La société californienne Universal Hydrogen a mené ces derniers jours à l'aéroport de Toulouse une démonstration de chargement de ses capsules d'hydrogène sur un avion ATR. La startup a aussi dévoilé un chargeur de batterie mobile alimenté par une pile à hydrogène pour les véhicules qui sillonnent les pistes pour les opérations au sol des avions.« De nombreux aéroports dans le monde utilisent déjà l'hydrogène au quotidien, mais dans la plupart des cas, c'est pour des opérations au sol telles que les navettes (qui acheminent les passagers du pied de l'avion à l'intérieur de l'aéroport, ndlr). Aujourd'hui, nous avons fait un pas de plus pour que l'hydrogène devienne une réalité dans les opérations quotidiennes des aéroports du monde entier », se réjouit Arnaud Namer, directeur de l'exploitation d'Universal Hydrogen.
Manipuler l'hydrogène « comme un bagage »
La startup californienne, fondée par l'ancien CTO d'Airbus Paul Eremenko
, a déjà progressé à pas de géant dans son ambition de faire entrer l'aviation régionale dans l'ère de l'hydrogène. Le 2 mars dernier, Universal Hydrogen avait fait voler pendant 15 minutes aux Etats-Unis son avion Dash 8 alimenté par une pile à hydrogène. Lors de ce premier vol d'essai, l'un des moteurs à turbine de l'avion a été remplacé par le groupe motopropulseur électrique à pile à combustible d'Universal Hydrogen imaginé en collaboration avec le fabricant de moteurs électriques MagniX et le spécialiste des piles à combustibles PlugPower.Lors d'une démonstration menée cette fois depuis l'aéroport de Toulouse fin octobre, la société a réalisé une opération complète de chargement et de déchargement de ses capsules d'hydrogène sur son avion ATR-72 utilisé pour les essais. Après une première démonstration fin 2022 à proximité de ses locaux, Universal Hydrogen était cette fois positionné à une vraie porte de l'aéroport Toulouse-Blagnac avec des conditions d'opérations réelles et un avion d'une compagnie aérienne posté le stand voisin. Même si les capsules étaient à vide, « nous avons suivi toutes les procédures comme si de l'hydrogène était présent dans les modules », précise Pierre Farjounel.
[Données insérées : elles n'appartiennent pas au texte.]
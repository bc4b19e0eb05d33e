//! Graph Laplacian stuff.
//!
//! Adjacency of coordinates inside one tomogram is a box test: two
//! coordinates are connected iff each of the three axis-wise absolute
//! differences is within the distance threshold. This is not a Euclidean
//! ball, pickers bound each axis independently.
//!
//! The number of connected components of the adjacency graph is the
//! multiplicity of the zero eigenvalue of the Laplacian L = D - A, so we
//! take the full dense eigendecomposition of L and keep the near-zero part
//! of the spectrum. Everything is dense f64, matching the float64
//! arithmetic of the numpy computation this reproduces. O(n^2) storage and O(n^3)
//! decomposition, n being the coordinate count of one tomogram.

use ndarray::{Array1, Array2, Axis};

use nalgebra::{DMatrix, SymmetricEigen};

use crate::coordset::Coordinate3D;

/// Scale factor of the near-zero eigenvalue selection threshold.
/// An eigenvalue counts as zero when `|lambda| < ZERO_EIGENVALUE_SCALE / sqrt(n)`
/// with n the number of coordinates of the tomogram group.
/// The formula is a heuristic inherited from the xmipptomo
/// connected-components protocol, with no documented sensitivity analysis. Kept as a named constant so it can be
/// questioned in one place.
pub const ZERO_EIGENVALUE_SCALE: f64 = 1.0e-3;

/// Symmetric 0/1 adjacency matrix of one tomogram group under the box
/// distance rule. The diagonal stays 0, a coordinate is never adjacent to
/// itself. Duplicate positions are kept as distinct rows and simply end up
/// connected to each other.
pub fn adjacency_matrix(coords: &[Coordinate3D], distance_threshold: f64) -> Array2<f64> {
    let nbcoord = coords.len();
    let mut adjacency = Array2::<f64>::zeros((nbcoord, nbcoord));
    for j in 0..nbcoord {
        let cj = coords[j].position();
        for k in (j + 1)..nbcoord {
            let ck = coords[k].position();
            if (cj[0] - ck[0]).abs() <= distance_threshold
                && (cj[1] - ck[1]).abs() <= distance_threshold
                && (cj[2] - ck[2]).abs() <= distance_threshold
            {
                adjacency[[j, k]] = 1.;
                adjacency[[k, j]] = 1.;
            }
        }
    }
    adjacency
} // end of adjacency_matrix

//==========================================================================

/// The unnormalized graph Laplacian L = D - A of one tomogram group,
/// together with the degrees (row sums of A).
pub struct GraphLaplacian {
    laplacian: Array2<f64>,
    degrees: Array1<f64>,
} // end of struct GraphLaplacian

/// Eigendecomposition of the Laplacian. `vectors` stores eigenvectors as
/// columns, column j pairing with `values[j]`. Order of eigenvalues is
/// whatever the solver produces, nothing downstream relies on it.
pub struct LaplacianSpectrum {
    pub values: Array1<f64>,
    pub vectors: Array2<f64>,
} // end of struct LaplacianSpectrum

impl GraphLaplacian {
    /// build L = D - A from an adjacency matrix
    pub fn from_adjacency(adjacency: &Array2<f64>) -> Self {
        let degrees = adjacency.sum_axis(Axis(1));
        let mut laplacian = -adjacency.clone();
        for i in 0..degrees.len() {
            laplacian[[i, i]] = degrees[i];
        }
        GraphLaplacian { laplacian, degrees }
    } // end of from_adjacency

    pub fn get_nbrow(&self) -> usize {
        self.degrees.len()
    }

    pub fn get_degrees(&self) -> &Array1<f64> {
        &self.degrees
    }

    pub fn get_matrix(&self) -> &Array2<f64> {
        &self.laplacian
    }

    /// full dense eigendecomposition. L is real symmetric so the spectrum
    /// is real, there is no imaginary part to strip.
    pub fn eigen_decompose(&self) -> LaplacianSpectrum {
        let nbrow = self.get_nbrow();
        log::debug!("GraphLaplacian doing full eigendecomposition, size {}", nbrow);
        let mat = DMatrix::<f64>::from_row_iterator(nbrow, nbrow, self.laplacian.iter().cloned());
        let eigen = SymmetricEigen::new(mat);
        let values = Array1::<f64>::from_iter(eigen.eigenvalues.iter().cloned());
        let vectors =
            Array2::<f64>::from_shape_fn((nbrow, nbrow), |(i, j)| eigen.eigenvectors[(i, j)]);
        LaplacianSpectrum { values, vectors }
    } // end of eigen_decompose
} // end of impl GraphLaplacian

impl LaplacianSpectrum {
    /// indices of the near-zero eigenvalues for a tomogram group of
    /// `set_len` coordinates. Their count is the expected number of
    /// connected components, up to the tolerance heuristic
    /// [ZERO_EIGENVALUE_SCALE].
    pub fn near_zero_indices(&self, set_len: usize) -> Vec<usize> {
        let epsil = ZERO_EIGENVALUE_SCALE / (set_len as f64).sqrt();
        let indices: Vec<usize> = self
            .values
            .iter()
            .enumerate()
            .filter(|(_, v)| v.abs() < epsil)
            .map(|(i, _)| i)
            .collect();
        log::debug!(
            "near_zero_indices : {} eigenvalues below {:.3e} out of {}",
            indices.len(),
            epsil,
            self.values.len()
        );
        indices
    } // end of near_zero_indices
} // end of impl LaplacianSpectrum

//==========================================================================

// end of mod tests
//! Connected components of picked coordinates.
//!
//! Coordinates are grouped by owning tomogram, each group gets its box
//! adjacency graph (see [crate::graphlaplace]) and the components are read
//! off the near-null space of the graph Laplacian: the count of near-zero
//! eigenvalues gives the expected number of components, and every
//! coordinate goes to the selected eigenvector column carrying the largest
//! absolute entry at its row. The argmax rule is a known approximation (a
//! robust method would run k-means on the spectral embedding) and is kept
//! as is: the contract here is to reproduce the xmipptomo
//! connected-components protocol, not to improve on it.

use std::path::{Path, PathBuf};

use anyhow::Result;
use indexmap::IndexMap;

use crate::coordset::{group_by_tomogram, Coordinate3D, CoordinateSet};
use crate::graphlaplace::{adjacency_matrix, GraphLaplacian, LaplacianSpectrum};
use crate::io::dump_group_matrices;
« Cela nous a permis de valider un certain nombre de procédures et de progresser vers notre ambition qui est de manipuler l'hydrogène à l'aéroport "comme un bagage". Cela nous a permis de montrer également qu'avec l'équipement aéroportuaire existant, nous pouvions opérer. »
Menée sous les yeux de compagnies aériennes, d'aéroports, des autorités officielles ainsi que des équipementiers qui font partie du groupe de travail sur la compatibilité des carburants alternatifs pour l'aviation, l'opération a été menée étroite collaboration avec l'aéroport de Toulouse Blagnac, ses partenaires en matière de sûreté et de sécurité, ainsi que la société d'assistance au sol, Groupe 3S, chargée des opérations au sol. Fin 2022, Universal Hydrogen avait aussi expérimenté en collaboration avec Daher le chargement de modules (à vide) par camion.